A. Send the information right over.
B. Ask to see a court-issued warrant.
C. Pretend you've got a bad connection and hang up.
This is more than an academic exercise. According to reports in USA Today, major U.S. telecom carriers turned over the telephone records of millions of residents to the U.S. National Security Agency (NSA) for use in tracking domestic terrorist communications.
Reports about the program have put the telecom carriers in a difficult position. AT&T, BellSouth, and Verizon all face class-action lawsuits, filed in recent days, seeking $200 billion in damages for violating customer privacy.
With the threat of another Sept. 11-style attack on one side and cherished Fourth Amendment protections on the other, telecom carriers are damned if they do and damned if they don’t, says Jeff Kagan, an independent telecom analyst.
Reports about the phone-call monitoring claim AT&T, BellSouth, and Verizon turned over customer information. Qwest, another “Baby Bell,” did not. That company denied the NSA request when government agents could not produce a court-issued warrant, said Herbert J. Stern, lawyer for ex-CEO Joseph Nacchio.
Telecom carriers aren’t alone in receiving government requests for private data. Google this year fought a Department of Justice request for search records in a case involving the Child Online Protection Act. In March, a Freedom of Information Act request revealed that the DoJ also subpoenaed 34 ISPs, including Verizon and major Internet search and security firms in that case. According to the documents obtained by InformationWeek, some of those companies, including Verizon, objected to the requests, citing the sensitivity of the data being requested.
Bolstered by the PATRIOT Act, the Federal Bureau of Investigation has increased the use of “National Security Letters,” an arcane tool with roots in the Cold War that allows the government to demand customer records and sensitive data without court approval. Under PATRIOT Act provisions, recipients are barred from even acknowledging that they received such a letter.

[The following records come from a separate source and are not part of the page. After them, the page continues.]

use chrono::{DateTime, Utc};
use serde::{Deserialize, Serialize};
use sqlx::FromRow;
use uuid::Uuid;

/// Grant types a client may be allowed to use.
pub const GRANT_TYPE_PASSWORD: &str = "password";
pub const GRANT_TYPE_REFRESH_TOKEN: &str = "refresh_token";
pub const GRANT_TYPE_AUTHORIZATION_CODE: &str = "authorization_code";
pub const GRANT_TYPE_CLIENT_CREDENTIALS: &str = "client_credentials";

/// Registered OAuth2 client application.
///
/// A client carries at least one redirect URI and one grant type. Only
/// confidential clients may use the `password` or `client_credentials`
/// grants; an inactive client cannot authenticate.
#[derive(Debug, Clone, Serialize, Deserialize, FromRow)]
pub struct Client {
    pub id: Uuid,
    pub client_name: String,
    #[serde(skip_serializing)]
    pub client_secret_hash: String,
    pub redirect_uris: Vec<String>,
    pub grant_types: Vec<String>,
    pub scopes: Vec<String>,
    pub is_confidential: bool,
    pub is_active: bool,
    pub created_at: DateTime<Utc>,
    pub updated_at: DateTime<Utc>,
}

impl Client {
    pub fn new(
        client_name: String,
        client_secret_hash: String,
        redirect_uris: Vec<String>,
        grant_types: Vec<String>,
        scopes: Vec<String>,
        is_confidential: bool,
    ) -> Self {
        let now = Utc::now();
        Self {
            id: Uuid::new_v4(),
            client_name,
            client_secret_hash,
            redirect_uris,
            grant_types,
            scopes,
            is_confidential,
            is_active: true,
            created_at: now,
            updated_at: now,
        }
    }

    /// Exact-match check against the registered redirect URIs. No prefix
    /// or pattern matching.
    pub fn has_redirect_uri(&self, redirect_uri: &str) -> bool {
        self.redirect_uris.iter().any(|uri| uri == redirect_uri)
    }

    pub fn allows_grant_type(&self, grant_type: &str) -> bool {
        self.grant_types.iter().any(|g| g == grant_type)
    }

    pub fn deactivate(&mut self) {
        self.is_active = false;
        self.updated_at = Utc::now();
    }
}

#[cfg(test)]
mod tests {
    use super::*;

    fn sample_client() -> Client {
        Client::new(
            "Test Client".to_string(),
            "$2b$12$hash".to_string(),
            vec!["https://app.example.com/callback".to_string()],
            vec![
                GRANT_TYPE_PASSWORD.to_string(),
                GRANT_TYPE_REFRESH_TOKEN.to_string(),
            ],
            vec!["read".to_string(), "write".to_string()],
            true,
        )
    }

    #[test]
    fn redirect_uri_requires_exact_match() {
        let client = sample_client();

        assert!(client.has_redirect_uri("https://app.example.com/callback"));
        assert!(!client.has_redirect_uri("https://app.example.com/callback/"));
        assert!(!client.has_redirect_uri("https://app.example.com"));
        assert!(!client.has_redirect_uri("https://evil.example.com/callback"));
    }

    #[test]
    fn grant_type_membership() {
        let client = sample_client();

        assert!(client.allows_grant_type(GRANT_TYPE_PASSWORD));
        assert!(client.allows_grant_type(GRANT_TYPE_REFRESH_TOKEN));
        assert!(!client.allows_grant_type(GRANT_TYPE_AUTHORIZATION_CODE));
        assert!(!client.allows_grant_type(GRANT_TYPE_CLIENT_CREDENTIALS));
    }

    #[test]
    fn deactivate_marks_inactive() {
        let mut client = sample_client();
        client.deactivate();
        assert!(!client.is_active);
    }
}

The companies in question in the NSA case maintain that the requests were not for wiretapping access and that they were complying with the law when they turned over the call records. With no end in sight to the war on terror and the U.S. government casting an ever wider net in its search for domestic terrorists, companies need to weigh their options carefully, said Jody Westby, CEO of Global Cyber Risk, an IT consultancy.
Companies have several options, including fighting the requests in court. When weighing the public relations and stock-price risks, companies may find that the public expectation of privacy trumps government demands, Westby said. “Whether or not the government follows its due process, companies have an obligation to follow theirs.”